- Venue: London Aquatics Centre
- Dates: 30 August
- Competitors: 10 from 8 nations
- Winning time: 2:25.65

Medalists
- 1st place, gold medalist(s):  / Sophie Pascoe / New Zealand
- 2nd place, silver medalist(s):  / Summer Ashley Mortimer / Canada
- 3rd place, bronze medalist(s):  / Zhang Meng / China

= Swimming at the 2012 Summer Paralympics – Women's 200 metre individual medley SM10 =

The women's 200m ind. medley SM10 event at the 2012 Summer Paralympics took place at the London Aquatics Centre on 30 August.

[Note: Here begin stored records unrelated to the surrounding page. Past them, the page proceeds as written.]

use alloy::primitives::U256;
use anyhow::{Context, Result};
use hypersync_client::{
    net_types::{BlockField, LogField, LogFilter, Query},
    Client, ClientConfig, SerializationFormat, StreamConfig,
};
use log::info;
use rustc_hash::FxHashMap;
use std::{
    sync::Arc,
    time::{Duration, Instant},
};
use tokio::sync::mpsc;
use tokio_util::sync::CancellationToken;

use crate::{
    config::{IndexerSettings, PoolSettings},
    events::{ChainEvent, LockDeposit},
    utils::parse_address,
    worker::parser::{self, Emitters},
};

/// Interval for logging progress updates (10 seconds)
const PROGRESS_LOG_INTERVAL: Duration = Duration::from_secs(10);

/// Timeout for receiving data from HyperSync stream (5 minutes)
/// If no data is received within this time, reconnect the stream
const STREAM_RECV_TIMEOUT: Duration = Duration::from_secs(300);

/// Messages from the chain worker to the processor, in chain order.
#[derive(Debug)]
pub enum IndexMessage {
    Event(ChainEvent),
    Lock(LockDeposit),
    /// Every event below this block has been sent.
    Checkpoint(u64),
}

/// Log streamer for a single chain.
///
/// Streams the configured pools' (and voting escrow's) events from
/// HyperSync, decodes them and
/// forwards them, strictly in (block, log index) order, to the processor.
/// After each HyperSync batch a checkpoint marker follows the batch's events
/// on the same channel, so a checkpoint is only persisted once everything
/// before it has been applied.
pub struct ChainWorker {
    sender: mpsc::Sender<IndexMessage>,
    chain_id: u64,
    client: Arc<Client>,
    filters: LogFilter,
    emitters: Emitters,
    tip_poll_interval: Duration,
}

impl ChainWorker {
    pub fn new(
        config: &IndexerSettings,
        pools: &[PoolSettings],
        voting_escrow: Option<&str>,
        sender: mpsc::Sender<IndexMessage>,
    ) -> Result<Self> {
        let url = config
            .hypersync_url
            .parse()
            .context("Invalid HyperSync URL")?;

        let client_config = ClientConfig {
            serialization_format: SerializationFormat::CapnProto {
                should_cache_queries: false,
            },
            http_req_timeout_millis: 120_000,
            url,
            api_token: config.hypersync_bearer_token.clone(),
            max_num_retries: 5,
            ..Default::default()
        };

        let client =
            Arc::new(Client::new(client_config).context("Failed to create HyperSync client")?);

        let emitters = Emitters {
            pools: pools
                .iter()
                .map(|pool| Ok((parse_address(&pool.address)?, pool.shape)))
                .collect::<Result<FxHashMap<_, _>>>()?,
            voting_escrow: voting_escrow.map(parse_address).transpose()?,
        };

        let filters = LogFilter::all()
            .and_address(emitters.addresses().into_iter().map(|a| a.0 .0))?
            .and_topic0(parser::subscribed_topics())?;

        Ok(Self {
            sender,
            chain_id: config.chain_id,
            client,
            filters,
            emitters,
            tip_poll_interval: Duration::from_millis(config.tip_poll_interval_milliseconds),
        })
    }

    /// Stream from `from_block` until cancelled or the processor goes away.
    pub async fn run(&self, from_block: u64, cancellation_token: CancellationToken) -> Result<()> {
        let mut last_progress_log = Instant::now();
        let mut next_block = from_block;

        info!(
            "Chain {} streaming {} pools from block {}",
            self.chain_id,
            self.emitters.pools.len(),
            next_block
        );

        loop {
            // Check cancellation at the start of each loop
            if cancellation_token.is_cancelled() {
                info!(
                    "Worker for chain {} received cancellation signal",
                    self.chain_id
                );
                break;
            }

            let config = StreamConfig {
                ..Default::default()
            };

            let query = Query::new()
                .from_block(next_block)
                .where_logs(self.filters.clone())
                .select_block_fields([BlockField::Number, BlockField::Timestamp])
                .select_log_fields([
                    LogField::BlockNumber,
                    LogField::TransactionHash,
                    LogField::LogIndex,
                    LogField::Address,
                    LogField::Data,
                    LogField::Topic0,
                    LogField::Topic1,
                    LogField::Topic2,
                    LogField::Topic3,
                ]);

            let mut stream = self.client.stream(query, config).await?;

            loop {
                let received = tokio::select! {
                    _ = cancellation_token.cancelled() => return Ok(()),
                    received = tokio::time::timeout(STREAM_RECV_TIMEOUT, stream.recv()) => received,
                };
                let Some(res) = received.map_err(|_| {
                    anyhow::anyhow!("Stream recv timeout after {:?}", STREAM_RECV_TIMEOUT)
                })?
                else {
                    break;
                };
                let res = res.context("Stream error")?;

                // Get block timestamps for the log batch
                let block_timestamps: FxHashMap<u64, u64> = res
                    .data
                    .blocks
                    .iter()
                    .flatten()
                    .filter_map(|b| {
                        let n = b.number?;
                        let t = U256::from_be_slice(b.timestamp.as_ref()?).to::<u64>();
                        Some((n, t))
                    })
                    .collect();

                let messages = parser::parse_logs(
                    res.data.logs.into_iter().flatten(),
                    &block_timestamps,
                    &self.emitters,
                );

                for message in messages {
                    self.forward(message, &cancellation_token).await?;
                }

                next_block = res.next_block;
                self.forward(IndexMessage::Checkpoint(next_block), &cancellation_token)
                    .await?;

                // Log progress every PROGRESS_LOG_INTERVAL seconds to reduce noise
                if last_progress_log.elapsed() >= PROGRESS_LOG_INTERVAL {
                    info!("Chain {} streamed to block {}", self.chain_id, next_block);
                    last_progress_log = Instant::now();
                }
            }

            // Caught up with the tip, poll again later
            tokio::select! {
                _ = cancellation_token.cancelled() => {},
                _ = tokio::time::sleep(self.tip_poll_interval) => {},
            }
        }

        Ok(())
    }

    /// Hand a message to the processor. A closed channel is only an error
    /// when we are not shutting down.
    async fn forward(
        &self,
        message: IndexMessage,
        cancellation_token: &CancellationToken,
    ) -> Result<()> {
        if self.sender.send(message).await.is_err() && !cancellation_token.is_cancelled() {
            return Err(anyhow::anyhow!(
                "Processor for chain {} stopped",
                self.chain_id
            ));
        }
        Ok(())
    }
}
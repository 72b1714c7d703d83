pub mod erc20;
pub mod meta_swap;
pub mod swap;
pub mod voting_escrow;
pub mod xswap_deposit;

pub use erc20::IERC20;
pub use meta_swap::IMetaSwap;
pub use swap::ISwap;
pub use xswap_deposit::IXSwapDeposit;
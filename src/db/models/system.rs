use serde::{Deserialize, Serialize};

use crate::{db::Entity, events::EventContext};

/// Process-wide counters.
///
/// Primary Key: "current" (single row)
#[derive(Debug, Clone, Default, PartialEq, Eq, Serialize, Deserialize)]
pub struct SystemInfo {
    pub pool_count: u64,
    pub exchange_count: u64,
    pub updated: u64,
    pub updated_at_block: u64,
    pub updated_at_transaction: String,
}

impl SystemInfo {
    pub const ID: &'static str = "current";

    pub fn touch(&mut self, ctx: &EventContext) {
        self.updated = ctx.block_timestamp;
        self.updated_at_block = ctx.block_number;
        self.updated_at_transaction = ctx.tx_hash.clone();
    }
}

impl Entity for SystemInfo {
    const KIND: &'static str = "system";

    fn id(&self) -> String {
        Self::ID.to_string()
    }
}
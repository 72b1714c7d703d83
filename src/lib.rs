pub mod abis;
pub mod chain;
pub mod config;
pub mod db;
pub mod engine;
pub mod events;
pub mod utils;
pub mod worker;

#[cfg(test)]
mod testing;

pub use chain::{ChainReader, RpcReader};
pub use config::Settings;
pub use db::{MemoryStore, PostgresClient, Store};
pub use engine::{Indexer, Pricing};
pub use worker::{ChainWorker, IndexMessage, Processor};
use serde::{Deserialize, Serialize};

use crate::db::Entity;

/// ERC20 token metadata.
///
/// Primary Key: address
/// Decimals fall back to 0 when the contract does not answer `decimals()`.
#[derive(Debug, Clone, PartialEq, Eq, Serialize, Deserialize)]
pub struct Token {
    pub address: String,
    pub symbol: String,
    pub name: String,
    pub decimals: u8,
}

impl Token {
    pub fn new(address: String, symbol: String, name: String, decimals: u8) -> Self {
        Self {
            // Always lowercase addresses for consistent comparisons
            address: address.to_lowercase(),
            symbol,
            name,
            decimals,
        }
    }
}

impl Entity for Token {
    const KIND: &'static str = "token";

    fn id(&self) -> String {
        self.address.clone()
    }
}
//! blebridge - talk to the ESP32 value bridge from a terminal

use clap::Parser;
use tracing::{error, info};

use blebridge_cli::{cli::Cli, commands::CommandDispatcher, config::CliConfig, error::Result};

#[tokio::main]
async fn main() -> Result<()> {
    let cli = Cli::parse();

    setup_logging(cli.verbose);

    let config = CliConfig::from_cli(&cli);

    if let Err(e) = CommandDispatcher::execute(cli.command, config).await {
        error!("{}", e);
        std::process::exit(1);
    }

    info!("blebridge exited");
    Ok(())
}

/// Setup logging based on verbosity level
///
/// Logs go to stderr so they do not interleave with console output.
fn setup_logging(verbose: bool) {
    let log_level = if verbose {
        tracing::Level::DEBUG
    } else {
        tracing::Level::INFO
    };

    tracing_subscriber::fmt()
        .with_max_level(log_level)
        .with_writer(std::io::stderr)
        .with_target(false)
        .with_thread_ids(false)
        .with_file(false)
        .with_line_number(false)
        .init();
}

There were two heats; the swimmers with the eight fastest times advanced to the final.

==Results==

===Heats===
Competed from 11:24.

====Heat 1====

| Rank | Lane | Name | Nationality | Time | Notes |
|---|---|---|---|---|---|
| 1 | 4 | Summer Ashley Mortimer | Canada | 2:34.44 | Q |
| 2 | 5 | Katherine Downie | Australia | 2:35.21 | Q |
| 3 | 3 | Harriet Lee | Great Britain | 2:38.06 | Q |
| 4 | 2 | Isabel Yinghua Hernandez Santos | Spain | 2:45.98 |  |
| 5 | 6 | Katarzyna Pawlik | Poland | 2:49.31 |  |

====Heat 2====

| Rank | Lane | Name | Nationality | Time | Notes |
|---|---|---|---|---|---|
| 1 | 4 | Sophie Pascoe | New Zealand | 2:28.73 | Q, WR |
| 2 | 2 | Zhang Meng | China | 2:34.88 | Q, AS |
| 3 | 5 | Nina Ryabova | Russia | 2:36.04 | Q |
| 4 | 3 | Gemma Almond | Great Britain | 2:41.28 | Q |
| 5 | 6 | Aurelie Rivard | Canada | 2:42.44 | Q |

===Final===
Competed at 20:00.

| Rank | Lane | Name | Nationality | Time | Notes |
|---|---|---|---|---|---|
| 1st place, gold medalist(s) | 4 | Sophie Pascoe | New Zealand | 2:25.65 | WR |
| 2nd place, silver medalist(s) | 5 | Summer Ashley Mortimer | Canada | 2:32.08 |  |
| 3rd place, bronze medalist(s) | 3 | Zhang Meng | China | 2:33.95 | AS |
| 4 | 6 | Katherine Downie | Australia | 2:34.64 |  |
| 5 | 2 | Nina Ryabova | Russia | 2:35.65 |  |
| 6 | 8 | Aurelie Rivard | Canada | 2:37.70 |  |
| 7 | 7 | Harriet Lee | Great Britain | 2:39.42 |  |
| 8 | 1 | Gemma Almond | Great Britain | 2:42.16 |  |

'Q = qualified for final. WR = World Record. AS = Asian Record.